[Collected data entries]

-=-=-=-=-

//! Per-client link quality tracking
//!
//! Every broadcast packet is recorded as pending for each client until that
//! client acknowledges it. Acknowledged packets yield a round-trip latency
//! sample measured on the server clock; packets still pending after
//! [`STALE_AFTER`] are dropped from the pending set and from then on count
//! as lost.

use chrono::{DateTime, Utc};
use serde::Serialize;
use std::collections::{HashMap, VecDeque};
use std::time::{Duration, Instant};

/// Pending packets older than this are presumed lost
pub const STALE_AFTER: Duration = Duration::from_secs(10);

/// Maximum number of latency samples kept per client
const MAX_LATENCY_HISTORY: usize = 1000;

/// Loss rate (percent) below which a link is excellent
const EXCELLENT_LOSS_PCT: f64 = 1.0;

/// Loss rate (percent) below which a link is good
const GOOD_LOSS_PCT: f64 = 5.0;

/// Raw per-client counters
#[derive(Debug, Clone)]
struct ClientMetrics {
    registered_at: Instant,
    connected_at: DateTime<Utc>,
    packets_sent: u64,
    packets_received: u64,
    /// seq -> send time
    pending: HashMap<u64, Instant>,
    /// Round-trip latencies in ms, newest last
    latency_history: VecDeque<f64>,
    /// Last acknowledgement received; sends never move it
    last_packet_at: Option<Instant>,
}

impl ClientMetrics {
    fn new(now: Instant) -> Self {
        Self {
            registered_at: now,
            connected_at: Utc::now(),
            packets_sent: 0,
            packets_received: 0,
            pending: HashMap::new(),
            latency_history: VecDeque::with_capacity(MAX_LATENCY_HISTORY),
            last_packet_at: None,
        }
    }

    fn purge_stale(&mut self, now: Instant) -> usize {
        let before = self.pending.len();
        self.pending
            .retain(|_, sent| now.saturating_duration_since(*sent) <= STALE_AFTER);
        before - self.pending.len()
    }

    fn push_latency(&mut self, latency_ms: f64) {
        if self.latency_history.len() >= MAX_LATENCY_HISTORY {
            self.latency_history.pop_front();
        }
        self.latency_history.push_back(latency_ms);
    }
}

/// Coarse link classification by loss rate
#[derive(Debug, Clone, Copy, PartialEq, Eq, Serialize)]
#[serde(rename_all = "lowercase")]
pub enum QualityLevel {
    Excellent,
    Good,
    Poor,
}

impl QualityLevel {
    pub fn from_loss_rate(loss_rate: f64) -> Self {
        if loss_rate < EXCELLENT_LOSS_PCT {
            QualityLevel::Excellent
        } else if loss_rate < GOOD_LOSS_PCT {
            QualityLevel::Good
        } else {
            QualityLevel::Poor
        }
    }
}

/// Derived statistics for one client
#[derive(Debug, Clone, PartialEq, Serialize)]
pub struct ClientStats {
    pub client_id: String,
    pub connected_at: DateTime<Utc>,
    pub uptime_secs: f64,
    pub packets_sent: u64,
    pub packets_received: u64,
    pub packets_lost: u64,
    pub packets_pending: usize,
    /// Percent of sent packets lost
    pub loss_rate: f64,
    pub avg_latency_ms: f64,
    pub min_latency_ms: f64,
    pub max_latency_ms: f64,
    /// Sample standard deviation of latency
    pub jitter_ms: f64,
    /// Seconds since the last acknowledgement, `None` until one arrives.
    /// Measures how long the viewer has been silent, not how long ago
    /// data was sent to it.
    pub last_packet_age_secs: Option<f64>,
}

/// Stats plus their classification
#[derive(Debug, Clone, PartialEq, Serialize)]
pub struct QualityReport {
    pub quality: QualityLevel,
    #[serde(flatten)]
    pub stats: ClientStats,
}

/// Aggregate over all registered clients
#[derive(Debug, Clone, PartialEq, Serialize)]
pub struct QualityOverview {
    pub active_clients: usize,
    pub total_sent: u64,
    pub total_received: u64,
    pub total_lost: u64,
    pub clients: Vec<ClientStats>,
}

/// Tracks delivery quality for every registered client
#[derive(Debug, Default)]
pub struct QualityTracker {
    clients: HashMap<String, ClientMetrics>,
}

impl QualityTracker {
    pub fn new() -> Self {
        Self::default()
    }

    /// Start tracking a client; re-registering resets its metrics
    pub fn register(&mut self, client_id: &str) {
        self.register_at(client_id, Instant::now());
    }

    pub fn register_at(&mut self, client_id: &str, now: Instant) {
        self.clients
            .insert(client_id.to_string(), ClientMetrics::new(now));
    }

    /// Discard every metric of a client
    pub fn unregister(&mut self, client_id: &str) -> bool {
        self.clients.remove(client_id).is_some()
    }

    pub fn contains(&self, client_id: &str) -> bool {
        self.clients.contains_key(client_id)
    }

    pub fn len(&self) -> usize {
        self.clients.len()
    }

    pub fn is_empty(&self) -> bool {
        self.clients.is_empty()
    }

    /// Record a packet handed to a client's link
    pub fn record_sent(&mut self, client_id: &str, seq: u64) {
        self.record_sent_at(client_id, seq, Instant::now());
    }

    pub fn record_sent_at(&mut self, client_id: &str, seq: u64, now: Instant) {
        let Some(metrics) = self.clients.get_mut(client_id) else {
            return;
        };
        metrics.purge_stale(now);
        metrics.packets_sent += 1;
        metrics.pending.insert(seq, now);
    }

    /// Record a client acknowledgement
    ///
    /// `client_time` is the client's own clock reading. Latency is measured
    /// round-trip on the server clock, so it is accepted and not used.
    /// Unknown or duplicate sequence numbers count as received but add no
    /// latency sample.
    pub fn record_ack(&mut self, client_id: &str, seq: u64, client_time: Option<f64>) {
        self.record_ack_at(client_id, seq, client_time, Instant::now());
    }

    pub fn record_ack_at(
        &mut self,
        client_id: &str,
        seq: u64,
        _client_time: Option<f64>,
        now: Instant,
    ) {
        let Some(metrics) = self.clients.get_mut(client_id) else {
            return;
        };
        metrics.packets_received += 1;
        metrics.last_packet_at = Some(now);

        if let Some(sent) = metrics.pending.remove(&seq) {
            let latency_ms = now.saturating_duration_since(sent).as_secs_f64() * 1000.0;
            metrics.push_latency(latency_ms);
        }
    }

    /// Drop stale pending entries of every client; returns how many were dropped
    pub fn sweep_stale(&mut self, now: Instant) -> usize {
        let dropped: usize = self
            .clients
            .values_mut()
            .map(|metrics| metrics.purge_stale(now))
            .sum();
        if dropped > 0 {
            tracing::debug!(dropped, "stale_pending_swept");
        }
        dropped
    }

    pub fn stats(&self, client_id: &str) -> Option<ClientStats> {
        self.stats_at(client_id, Instant::now())
    }

    pub fn stats_at(&self, client_id: &str, now: Instant) -> Option<ClientStats> {
        let metrics = self.clients.get(client_id)?;
        Some(compute_stats(client_id, metrics, now))
    }

    pub fn quality_report(&self, client_id: &str) -> Option<QualityReport> {
        self.quality_report_at(client_id, Instant::now())
    }

    pub fn quality_report_at(&self, client_id: &str, now: Instant) -> Option<QualityReport> {
        let stats = self.stats_at(client_id, now)?;
        Some(QualityReport {
            quality: QualityLevel::from_loss_rate(stats.loss_rate),
            stats,
        })
    }

    pub fn overview(&self) -> QualityOverview {
        self.overview_at(Instant::now())
    }

    pub fn overview_at(&self, now: Instant) -> QualityOverview {
        let mut clients: Vec<ClientStats> = self
            .clients
            .iter()
            .map(|(id, metrics)| compute_stats(id, metrics, now))
            .collect();
        clients.sort_by(|a, b| a.connected_at.cmp(&b.connected_at));

        QualityOverview {
            active_clients: clients.len(),
            total_sent: clients.iter().map(|c| c.packets_sent).sum(),
            total_received: clients.iter().map(|c| c.packets_received).sum(),
            total_lost: clients.iter().map(|c| c.packets_lost).sum(),
            clients,
        }
    }
}

fn compute_stats(client_id: &str, metrics: &ClientMetrics, now: Instant) -> ClientStats {
    let pending = metrics.pending.len() as u64;
    let packets_lost = metrics
        .packets_sent
        .saturating_sub(metrics.packets_received)
        .saturating_sub(pending);
    let loss_rate = if metrics.packets_sent == 0 {
        0.0
    } else {
        packets_lost as f64 / metrics.packets_sent as f64 * 100.0
    };

    let history = &metrics.latency_history;
    let (avg, min, max) = if history.is_empty() {
        (0.0, 0.0, 0.0)
    } else {
        let sum: f64 = history.iter().sum();
        let min = history.iter().copied().fold(f64::INFINITY, f64::min);
        let max = history.iter().copied().fold(f64::NEG_INFINITY, f64::max);
        (sum / history.len() as f64, min, max)
    };

    ClientStats {
        client_id: client_id.to_string(),
        connected_at: metrics.connected_at,
        uptime_secs: now
            .saturating_duration_since(metrics.registered_at)
            .as_secs_f64(),
        packets_sent: metrics.packets_sent,
        packets_received: metrics.packets_received,
        packets_lost,
        packets_pending: metrics.pending.len(),
        loss_rate,
        avg_latency_ms: avg,
        min_latency_ms: min,
        max_latency_ms: max,
        jitter_ms: sample_std_dev(history, avg),
        last_packet_age_secs: metrics
            .last_packet_at
            .map(|t| now.saturating_duration_since(t).as_secs_f64()),
    }
}

fn sample_std_dev(values: &VecDeque<f64>, mean: f64) -> f64 {
    if values.len() < 2 {
        return 0.0;
    }
    let sum_sq: f64 = values.iter().map(|v| (v - mean).powi(2)).sum();
    (sum_sq / (values.len() - 1) as f64).sqrt()
}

-=-=-=-=-

#### [Task statement]
Only the lines from the start of the data to the line holding "never move it" are wanted; return them exactly, both ends included.

#### [Task result]
//! Per-client link quality tracking
//!
//! Every broadcast packet is recorded as pending for each client until that
//! client acknowledges it. Acknowledged packets yield a round-trip latency
//! sample measured on the server clock; packets still pending after
//! [`STALE_AFTER`] are dropped from the pending set and from then on count
//! as lost.

use chrono::{DateTime, Utc};
use serde::Serialize;
use std::collections::{HashMap, VecDeque};
use std::time::{Duration, Instant};

/// Pending packets older than this are presumed lost
pub const STALE_AFTER: Duration = Duration::from_secs(10);

/// Maximum number of latency samples kept per client
const MAX_LATENCY_HISTORY: usize = 1000;

/// Loss rate (percent) below which a link is excellent
const EXCELLENT_LOSS_PCT: f64 = 1.0;

/// Loss rate (percent) below which a link is good
const GOOD_LOSS_PCT: f64 = 5.0;

/// Raw per-client counters
#[derive(Debug, Clone)]
struct ClientMetrics {
    registered_at: Instant,
    connected_at: DateTime<Utc>,
    packets_sent: u64,
    packets_received: u64,
    /// seq -> send time
    pending: HashMap<u64, Instant>,
    /// Round-trip latencies in ms, newest last
    latency_history: VecDeque<f64>,
    /// Last acknowledgement received; sends never move it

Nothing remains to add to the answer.